Já a rede de franquias Bibi criou uma prateleira infinita, que integra as lojas físicas com o canal de e-commerce. Se o cliente está na loja, mas não encontra o modelo desejado, o atendente pode fazer a compra online e dar a escolha de retirada na loja ou  entrega em casa. O contrário também funciona: se preferir comprar online, o consumidor pode retirar o produto na loja mais próxima. “Ganha o franqueado, que faz a venda, e o consumidor, cujo desejo é sempre atendido”, afirma Camila Kohlrausch, diretora de marketing da Bibi.

Levantamento feito pela Associação Brasileira de Franchising (ABF), em parceria com a Confederação Nacional de Serviços (CNS), revelou que 91,8% das franqueadoras entrevistadas introduziram alguma novidade nos negócios entre 2014 e 2016. E essa tendência deve continuar. “O movimento vem ganhando ainda mais tração com a economia em ritmo lento, as mudanças no comportamento do consumidor e o avanço da digitalização”, explica André Friedheim, presidente da ABF.

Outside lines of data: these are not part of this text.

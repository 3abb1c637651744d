use std::sync::Arc;
use std::time::Duration;

use async_trait::async_trait;
use tokio::sync::mpsc;

use mosaic_codec::{
    inspect, spawn_audio_encoder, suggested_name, AudioEncoder, AudioTrackInfo, ChunkCallback, DirectorySink,
    ErrorCallback, FrameEncoder, Muxer, MuxerHandle, OutputSink, VideoPipeline, VideoTrackInfo,
};
use mosaic_common::MosaicResult;
use mosaic_media_model::{
    AudioCodec, ChunkKind, CompositeFrame, ContainerFormat, EncodedChunk, EncoderCodec, EncoderDescriptor,
    RawAudioFrame, VideoCodec,
};

const FPS: u64 = 30;
const FRAME_MS: u64 = 1000 / FPS;

struct Passthrough {
    descriptor: EncoderDescriptor,
    output: ChunkCallback,
}

#[async_trait]
impl FrameEncoder for Passthrough {
    fn descriptor(&self) -> &EncoderDescriptor {
        &self.descriptor
    }

    async fn encode(&mut self, frame: &CompositeFrame, keyframe: bool) -> MosaicResult<()> {
        let mut chunk = EncodedChunk::video(
            frame.pixels[..8].to_vec(),
            frame.timestamp,
            Duration::from_millis(FRAME_MS),
            keyframe,
        );
        if frame.timestamp.is_zero() {
            chunk = chunk.with_decoder_config(vec![1, 0x42, 0, 0x1e]);
        }
        (self.output)(chunk);
        Ok(())
    }

    async fn flush(&mut self) -> MosaicResult<()> {
        Ok(())
    }
}

struct Silence {
    descriptor: EncoderDescriptor,
    output: ChunkCallback,
}

#[async_trait]
impl AudioEncoder for Silence {
    fn descriptor(&self) -> &EncoderDescriptor {
        &self.descriptor
    }

    async fn encode(&mut self, frame: &RawAudioFrame) -> MosaicResult<()> {
        (self.output)(EncodedChunk::audio(vec![0; 4], frame.timestamp, frame.duration()));
        Ok(())
    }

    async fn flush(&mut self) -> MosaicResult<()> {
        Ok(())
    }
}

fn descriptor(codec: EncoderCodec) -> EncoderDescriptor {
    EncoderDescriptor {
        name: "test".into(),
        element: "test".into(),
        codec,
        hardware: false,
    }
}

fn audio_frame(index: u64) -> RawAudioFrame {
    let samples = 4800;
    RawAudioFrame {
        sample_rate: 48000,
        planes: vec![vec![0.0; samples], vec![0.0; samples]],
        sample_offset: index * samples as u64,
        timestamp: Duration::from_millis(index * 100),
    }
}

#[tokio::test]
async fn two_seconds_of_av_land_on_disk_intact() {
    let muxer = MuxerHandle::new(Muxer::new("mosaic-test"));
    muxer
        .lock()
        .set_video_track(
            ContainerFormat::Matroska,
            VideoTrackInfo {
                codec: VideoCodec::H264,
                width: 16,
                height: 16,
                fps: FPS as u32,
            },
        )
        .unwrap();
    muxer.lock().set_audio_track(AudioTrackInfo {
        codec: AudioCodec::Aac,
        sample_rate: 48000,
        channels: 2,
    });

    let (tx, rx) = mpsc::channel(4);
    let on_error: ErrorCallback = Arc::new(|e| panic!("audio encoder failed: {e}"));
    let audio = spawn_audio_encoder(
        Box::new(Silence {
            descriptor: descriptor(EncoderCodec::Audio(AudioCodec::Aac)),
            output: muxer.chunk_sink(),
        }),
        rx,
        on_error,
    );

    let mut video = VideoPipeline::per_frame(Box::new(Passthrough {
        descriptor: descriptor(EncoderCodec::Video(VideoCodec::H264)),
        output: muxer.chunk_sink(),
    }));
    for i in 0..60u64 {
        let frame = CompositeFrame::new(16, 16, vec![i as u8; 16 * 16 * 4], Duration::from_millis(i * FRAME_MS));
        video.encode(&frame, i % 30 == 0).await.unwrap();
        if i % 3 == 0 {
            tx.send(audio_frame(i / 3)).await.unwrap();
        }
    }
    drop(tx);
    video.finish().await.unwrap();
    assert_eq!(audio.await.unwrap().frames_encoded, 20);

    let output = muxer.finalize().unwrap();
    assert_eq!(output.video_chunks, 60);
    assert_eq!(output.audio_chunks, 20);

    let tmp = tempfile::tempdir().unwrap();
    let sink = DirectorySink::new(tmp.path());
    let name = suggested_name(output.container, chrono::Local::now());
    let path = sink
        .save(&output.bytes, &name, output.container.mime_type())
        .await
        .unwrap();
    assert_eq!(path.extension().and_then(|e| e.to_str()), Some("mkv"));

    let summary = inspect(&std::fs::read(&path).unwrap()).unwrap();
    assert_eq!(summary.doc_type, "matroska");
    assert_eq!(summary.blocks(ChunkKind::Video), 60);
    assert_eq!(summary.blocks(ChunkKind::Audio), 20);
    assert_eq!(summary.cue_points, 2);
    assert!(summary.clusters >= 2);

    let v = summary.track(ChunkKind::Video).unwrap();
    assert_eq!(v.keyframes, 2);
    assert_eq!(v.codec_private_len, 4);
    assert_eq!((v.first_ms, v.last_ms), (Some(0), Some(59 * FRAME_MS)));
    assert_eq!(summary.track(ChunkKind::Audio).unwrap().last_ms, Some(1900));
}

São investimentos em eficiência das operações, adoção de técnicas de gestão, novos modelos de negócio e tecnologias. “Inovar é uma das formas mais eficazes para a competitividade. Franquias consolidadas necessariamente precisam se reinventar para continuar a crescer”, afirma o economista e consultor de empresas Sergio Dias.

Setor em expansão

Além do investimento em tecnologia, modelos de negócio de baixo investimento e o processo de interiorização já começaram a ditar os novos rumos do franchising. Um levantamento da ABF registrou um crescimento de 8% das microfranquias de 2017 para 2018. O investimento inicial de até 90 000 reais é um dos grandes atrativos, pois facilita o acesso ao franchising, principalmente diante da alta taxa de desemprego e da crescente oferta de serviços no país. Outro benefício é que a operação pode ser feita em home office ou salas comerciais pequenas. “Isso permite o ingresso de empreendedores com diferentes perfis e de regiões diversas”, explica Friedheim. “Além do custo mais baixo, valem as mesmas vantagens das franquias em geral. O empreendedor tem acesso a um modelo de negócios formatado e testado, marca, produtos e serviços reconhecidos, além de compartilhar infraestrutura, recursos e experiências.”

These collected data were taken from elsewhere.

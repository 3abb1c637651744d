//! Muxer: collects encoded chunks and finalizes the container exactly once.

use std::sync::{Arc, Mutex, MutexGuard};
use std::time::Duration;

use mosaic_common::{MosaicError, MosaicResult};
use mosaic_media_model::{AudioCodec, ChunkKind, ContainerFormat, EncodedChunk, VideoCodec};

use crate::matroska::{write_container, ContainerLayout, TrackHeader};
use crate::video::ChunkCallback;

/// Why finalize produced no container. `Clone` so a repeated finalize can
/// hand back the identical result.
#[derive(Debug, Clone, PartialEq, Eq, thiserror::Error)]
pub enum MuxError {
    #[error("no video chunks were muxed")]
    NoVideoChunks,

    #[error("container assembly failed: {0}")]
    Assembly(String),
}

impl From<MuxError> for MosaicError {
    fn from(err: MuxError) -> Self {
        match err {
            MuxError::NoVideoChunks => MosaicError::NoVideoFrames,
            MuxError::Assembly(message) => MosaicError::mux(message),
        }
    }
}

#[derive(Debug, Clone, Copy, PartialEq, Eq)]
pub struct VideoTrackInfo {
    pub codec: VideoCodec,
    pub width: u32,
    pub height: u32,
    pub fps: u32,
}

#[derive(Debug, Clone, Copy, PartialEq, Eq)]
pub struct AudioTrackInfo {
    pub codec: AudioCodec,
    pub sample_rate: u32,
    pub channels: u16,
}

/// A finalized container.
#[derive(Debug, Clone, PartialEq, Eq)]
pub struct MuxOutput {
    pub bytes: Arc<[u8]>,
    pub container: ContainerFormat,
    pub video_chunks: u64,
    pub audio_chunks: u64,
    pub duration: Duration,
}

pub struct Muxer {
    writing_app: String,
    container: Option<ContainerFormat>,
    video: Option<VideoTrackInfo>,
    audio: Option<AudioTrackInfo>,
    chunks: Vec<EncodedChunk>,
    video_config: Option<Vec<u8>>,
    audio_config: Option<Vec<u8>>,
    video_chunks: u64,
    audio_chunks: u64,
    video_end: Option<Duration>,
    audio_end: Option<Duration>,
    late_chunks: u64,
    result: Option<Result<MuxOutput, MuxError>>,
    finalize_runs: u32,
}

impl Muxer {
    pub fn new(writing_app: impl Into<String>) -> Self {
        Self {
            writing_app: writing_app.into(),
            container: None,
            video: None,
            audio: None,
            chunks: Vec::new(),
            video_config: None,
            audio_config: None,
            video_chunks: 0,
            audio_chunks: 0,
            video_end: None,
            audio_end: None,
            late_chunks: 0,
            result: None,
            finalize_runs: 0,
        }
    }

    /// Fix the container and video track once the encoder strategy is chosen.
    pub fn set_video_track(&mut self, container: ContainerFormat, info: VideoTrackInfo) -> MosaicResult<()> {
        if !container.accepts_video(info.codec) {
            return Err(MosaicError::mux(format!(
                "{} cannot carry {:?} video",
                container.doc_type(),
                info.codec
            )));
        }
        self.container = Some(container);
        self.video = Some(info);
        Ok(())
    }

    pub fn set_audio_track(&mut self, info: AudioTrackInfo) {
        self.audio = Some(info);
    }

    pub fn container(&self) -> Option<ContainerFormat> {
        self.container
    }

    pub fn has_audio_track(&self) -> bool {
        self.audio.is_some()
    }

    /// Accept one chunk. Chunks arriving after finalize are discarded.
    pub fn push(&mut self, chunk: EncodedChunk) -> bool {
        if self.result.is_some() {
            self.late_chunks += 1;
            tracing::debug!(kind = ?chunk.kind, "Chunk arrived after finalize, discarded");
            return false;
        }

        let end = chunk.end();
        match chunk.kind {
            ChunkKind::Video => {
                self.video_chunks += 1;
                self.video_end = Some(self.video_end.map_or(end, |e| e.max(end)));
                if let Some(config) = &chunk.decoder_config {
                    self.video_config = Some(config.clone());
                }
            }
            ChunkKind::Audio => {
                self.audio_chunks += 1;
                self.audio_end = Some(self.audio_end.map_or(end, |e| e.max(end)));
                if let Some(config) = &chunk.decoder_config {
                    self.audio_config = Some(config.clone());
                }
            }
        }
        self.chunks.push(chunk);
        true
    }

    pub fn video_chunks(&self) -> u64 {
        self.video_chunks
    }

    pub fn audio_chunks(&self) -> u64 {
        self.audio_chunks
    }

    pub fn late_chunks(&self) -> u64 {
        self.late_chunks
    }

    /// End of the last video and audio chunk, for drift reporting.
    pub fn stream_ends(&self) -> (Option<Duration>, Option<Duration>) {
        (self.video_end, self.audio_end)
    }

    pub fn is_finalized(&self) -> bool {
        self.result.is_some()
    }

    /// How many times container assembly actually ran. Never exceeds one.
    pub fn finalize_runs(&self) -> u32 {
        self.finalize_runs
    }

    /// Assemble the container.
    ///
    /// Callers flush both encoders first. With zero video chunks no
    /// container is produced. The first outcome is cached and returned
    /// unchanged by every later call.
    pub fn finalize(&mut self) -> Result<MuxOutput, MuxError> {
        if let Some(result) = &self.result {
            tracing::debug!("Muxer already finalized, returning cached result");
            return result.clone();
        }

        self.finalize_runs += 1;
        let result = self.assemble();
        self.chunks = Vec::new();

        match &result {
            Ok(output) => tracing::info!(
                container = output.container.doc_type(),
                video_chunks = output.video_chunks,
                audio_chunks = output.audio_chunks,
                bytes = output.bytes.len(),
                "Container finalized"
            ),
            Err(e) => tracing::warn!(error = %e, "Container not produced"),
        }
        self.result = Some(result.clone());
        result
    }

    fn assemble(&self) -> Result<MuxOutput, MuxError> {
        if self.video_chunks == 0 {
            return Err(MuxError::NoVideoChunks);
        }
        let (Some(container), Some(video)) = (self.container, self.video) else {
            return Err(MuxError::Assembly("video track was never configured".into()));
        };

        let layout = ContainerLayout {
            format: container,
            video_codec: video.codec,
            video: TrackHeader {
                kind: ChunkKind::Video,
                codec_id: video.codec.codec_id(),
                codec_private: self.video_config.clone(),
                default_duration_ns: Some(1_000_000_000 / u64::from(video.fps.max(1))),
                width: video.width,
                height: video.height,
                sample_rate: 0,
                channels: 0,
            },
            audio: self.audio.map(|audio| TrackHeader {
                kind: ChunkKind::Audio,
                codec_id: audio.codec.codec_id(),
                codec_private: self.audio_config.clone(),
                default_duration_ns: None,
                width: 0,
                height: 0,
                sample_rate: audio.sample_rate,
                channels: audio.channels,
            }),
            writing_app: self.writing_app.clone(),
        };

        let bytes = write_container(&layout, &self.chunks).map_err(|e| MuxError::Assembly(e.to_string()))?;
        let duration = self.video_end.max(self.audio_end).unwrap_or_default();

        Ok(MuxOutput {
            bytes: bytes.into(),
            container,
            video_chunks: self.video_chunks,
            audio_chunks: if self.audio.is_some() { self.audio_chunks } else { 0 },
            duration,
        })
    }
}

/// Shared handle used by encoder callbacks and the session.
#[derive(Clone)]
pub struct MuxerHandle {
    inner: Arc<Mutex<Muxer>>,
}

impl MuxerHandle {
    pub fn new(muxer: Muxer) -> Self {
        Self {
            inner: Arc::new(Mutex::new(muxer)),
        }
    }

    pub fn lock(&self) -> MutexGuard<'_, Muxer> {
        self.inner.lock().unwrap_or_else(|poisoned| poisoned.into_inner())
    }

    /// Callback that routes encoder output into this muxer.
    pub fn chunk_sink(&self) -> ChunkCallback {
        let handle = self.clone();
        Arc::new(move |chunk| {
            handle.lock().push(chunk);
        })
    }

    pub fn push(&self, chunk: EncodedChunk) -> bool {
        self.lock().push(chunk)
    }

    pub fn finalize(&self) -> Result<MuxOutput, MuxError> {
        self.lock().finalize()
    }

    pub fn video_chunks(&self) -> u64 {
        self.lock().video_chunks()
    }

    pub fn audio_chunks(&self) -> u64 {
        self.lock().audio_chunks()
    }
}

Veja o caso da TRATABEM, braço do grupo iGUi voltado para pequenos investidores, que oferece tratamento, assistência técnica, manutenção e venda de produtos para piscina. O investimento inicial é de 68 000 reais, o que inclui taxa de franquia, kit inicial de produtos químicos, acessórios e suporte. Os produtos da loja são entregues pela franqueadora e podem ser instalados em locais onde seja possível compartilhar energia elétrica e dispensa instalação hidráulica.

Além de ser uma microfranquia, o modelo de negócios foi pensado por causa da forte expansão das franquias para cidades do interior. “A demanda por serviços profissionais de limpeza e manutenção de piscinas cresce ano após ano por todo o país, especialmente fora dos grandes centros urbanos, em regiões com chácaras e casas de veraneio, por exemplo”, conta Lilian Marques, diretora da TRATABEM.

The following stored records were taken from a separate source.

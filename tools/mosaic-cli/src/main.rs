//! Mosaic CLI: record a four-section composite and look at the result.
//!
//! Usage:
//!   mosaic record [OPTIONS]    Record test-pattern sections until Ctrl+C
//!   mosaic check               Show which encoders and capture devices exist
//!   mosaic inspect <FILE>      Summarize a Matroska/WebM recording
//!   mosaic config [--init]     Print or write the configuration

use std::path::PathBuf;

use clap::{Parser, Subcommand};

mod commands;
mod patterns;

#[derive(Parser)]
#[command(
    name = "mosaic",
    about = "Real-time 2x2 composite recorder",
    version,
    author
)]
struct Cli {
    /// Enable verbose logging
    #[arg(short, long, global = true)]
    verbose: bool,

    #[command(subcommand)]
    command: Commands,
}

#[derive(Subcommand)]
enum Commands {
    /// Record the composite of four test-pattern sections
    Record {
        /// Stop after this many seconds instead of waiting for Ctrl+C
        #[arg(short, long)]
        duration: Option<f64>,

        /// Composite width (defaults to the configured width)
        #[arg(long)]
        width: Option<u32>,

        /// Composite height (defaults to the configured height)
        #[arg(long)]
        height: Option<u32>,

        /// Target FPS (defaults to the configured rate)
        #[arg(long)]
        fps: Option<u32>,

        /// Capture the default microphone
        #[arg(long)]
        mic: bool,

        /// Capture system audio
        #[arg(long)]
        system_audio: bool,

        /// Output directory (defaults to the configured directory)
        #[arg(short, long)]
        output: Option<PathBuf>,

        /// Four comma-separated section feeds: bars, grid, gradient, empty, crop:<pattern>
        #[arg(long, default_value = "bars,grid,gradient,empty")]
        sections: String,
    },

    /// Check encoders and capture devices
    Check,

    /// Summarize a recording
    Inspect {
        /// Path to a .mkv or .webm file
        file: PathBuf,

        /// Print the summary as JSON
        #[arg(long)]
        json: bool,
    },

    /// Print the effective configuration
    Config {
        /// Write the defaults to the config file
        #[arg(long)]
        init: bool,
    },
}

#[tokio::main]
async fn main() -> anyhow::Result<()> {
    let cli = Cli::parse();

    let config = mosaic_common::config::AppConfig::load();
    let mut logging = config.logging.clone();
    if cli.verbose {
        logging.level = "debug".to_string();
    }
    mosaic_common::logging::init_logging(&logging);

    match cli.command {
        Commands::Record {
            duration,
            width,
            height,
            fps,
            mic,
            system_audio,
            output,
            sections,
        } => {
            commands::record::run(
                config,
                commands::record::RecordArgs {
                    duration,
                    width,
                    height,
                    fps,
                    mic,
                    system_audio,
                    output,
                    sections,
                },
            )
            .await
        }
        Commands::Check => commands::check::run(),
        Commands::Inspect { file, json } => commands::inspect::run(file, json),
        Commands::Config { init } => commands::config::run(&config, init),
    }
}
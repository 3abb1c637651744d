//! Clock and timing utilities for frame pacing and stream timestamps.
//!
//! Every session is anchored to a monotonic epoch recorded at `start()`.
//! This module provides utilities for:
//! - Capturing the epoch
//! - Deriving the frame interval and stall threshold from a frame rate
//! - Converting cumulative audio sample offsets into timestamps
//! - Calculating stream drift

use std::time::Duration;

use tokio::time::Instant;

/// A recording clock that provides monotonic timestamps relative to
/// a fixed epoch (the moment the session started).
///
/// Built on `tokio::time::Instant` so paused-time tests observe the same
/// clock the scheduler does.
#[derive(Debug, Clone)]
pub struct RecordingClock {
    /// The instant recording started.
    epoch: Instant,

    /// Wall-clock time at epoch (RFC 3339 string).
    epoch_wall: String,
}

impl RecordingClock {
    /// Create a new recording clock anchored to now.
    pub fn start() -> Self {
        Self {
            epoch: Instant::now(),
            epoch_wall: chrono::Utc::now().to_rfc3339(),
        }
    }

    /// Time elapsed since recording start.
    pub fn elapsed(&self) -> Duration {
        self.epoch.elapsed()
    }

    /// Nanoseconds elapsed since recording start.
    pub fn elapsed_ns(&self) -> u64 {
        self.epoch.elapsed().as_nanos() as u64
    }

    /// Seconds elapsed since recording start.
    pub fn elapsed_secs(&self) -> f64 {
        self.epoch.elapsed().as_secs_f64()
    }

    /// Wall-clock time at recording start.
    pub fn epoch_wall(&self) -> &str {
        &self.epoch_wall
    }

    /// The underlying epoch instant.
    pub fn epoch(&self) -> Instant {
        self.epoch
    }
}

/// Frame interval derived from a target frame rate.
#[derive(Debug, Clone, Copy, PartialEq, Eq)]
pub struct FrameInterval {
    period: Duration,
}

impl FrameInterval {
    /// `1000 / fps` milliseconds, never below 1 ms.
    pub fn from_fps(fps: u32) -> Self {
        let ms = 1000 / u64::from(fps.max(1));
        Self {
            period: Duration::from_millis(ms.max(1)),
        }
    }

    pub fn period(&self) -> Duration {
        self.period
    }

    pub fn as_millis(&self) -> u64 {
        self.period.as_millis() as u64
    }

    /// Time without a completed frame after which the pipeline counts as stalled.
    pub fn stall_threshold(&self, factor: u32) -> Duration {
        self.period * factor.max(1)
    }
}

/// Timestamp of the sample at `offset` in a stream running at `sample_rate`.
pub fn samples_to_duration(offset: u64, sample_rate: u32) -> Duration {
    if sample_rate == 0 {
        return Duration::ZERO;
    }
    let rate = u64::from(sample_rate);
    let secs = offset / rate;
    let rem = offset % rate;
    Duration::from_secs(secs) + Duration::from_nanos(rem * 1_000_000_000 / rate)
}

/// Drift measurement between two streams.
#[derive(Debug, Clone, Copy)]
pub struct DriftMeasurement {
    /// Timestamp in the reference stream (ns).
    pub reference_ns: u64,
    /// Timestamp in the measured stream (ns).
    pub measured_ns: u64,
}

impl DriftMeasurement {
    /// Drift in nanoseconds (positive = measured is ahead).
    pub fn drift_ns(&self) -> i64 {
        self.measured_ns as i64 - self.reference_ns as i64
    }

    /// Drift in milliseconds.
    pub fn drift_ms(&self) -> f64 {
        self.drift_ns() as f64 / 1_000_000.0
    }

    /// Whether drift exceeds an acceptable threshold.
    pub fn exceeds_threshold_ms(&self, threshold_ms: f64) -> bool {
        self.drift_ms().abs() > threshold_ms
    }
}

#[cfg(test)]
mod tests {
    use super::*;

    #[tokio::test(start_paused = true)]
    async fn test_clock_follows_tokio_time() {
        let clock = RecordingClock::start();
        tokio::time::advance(Duration::from_millis(250)).await;
        assert_eq!(clock.elapsed(), Duration::from_millis(250));
        assert!(!clock.epoch_wall().is_empty());
    }

    #[test]
    fn test_frame_interval_from_fps() {
        assert_eq!(FrameInterval::from_fps(30).as_millis(), 33);
        assert_eq!(FrameInterval::from_fps(60).as_millis(), 16);
        assert_eq!(FrameInterval::from_fps(5000).as_millis(), 1);
        assert_eq!(FrameInterval::from_fps(0).as_millis(), 1000);
        assert_eq!(
            FrameInterval::from_fps(30).stall_threshold(3),
            Duration::from_millis(99)
        );
    }

    #[test]
    fn test_samples_to_duration() {
        assert_eq!(samples_to_duration(0, 48000), Duration::ZERO);
        assert_eq!(samples_to_duration(48000, 48000), Duration::from_secs(1));
        assert_eq!(samples_to_duration(4096, 48000).as_nanos(), 85_333_333);
        assert_eq!(samples_to_duration(10, 0), Duration::ZERO);
    }

    #[test]
    fn test_drift_measurement() {
        let drift = DriftMeasurement {
            reference_ns: 1_000_000_000,
            measured_ns: 1_050_000_000,
        };
        assert_eq!(drift.drift_ns(), 50_000_000);
        assert!((drift.drift_ms() - 50.0).abs() < 1e-9);
        assert!(drift.exceeds_threshold_ms(10.0));
        assert!(!drift.exceeds_threshold_ms(100.0));
    }
}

“As microfranquias facilitam o ingresso em mercados menores e pouco explorados, mas também identificamos o movimento de interiorização em modelos de maior investimento”, conta Friedheim, da ABF. Por isso, é comum uma rede chegar a uma cidade com um modelo de quiosque ou home-based e, comprovada a demanda, expandir para uma unidade completa. “Elas têm um papel muito importante para a ampliação nacional do franchising”, finaliza. Isso explica por que o modelo de negócios é – e deve continuar sendo – dos brasileiros que buscam renda extra e dos investidores.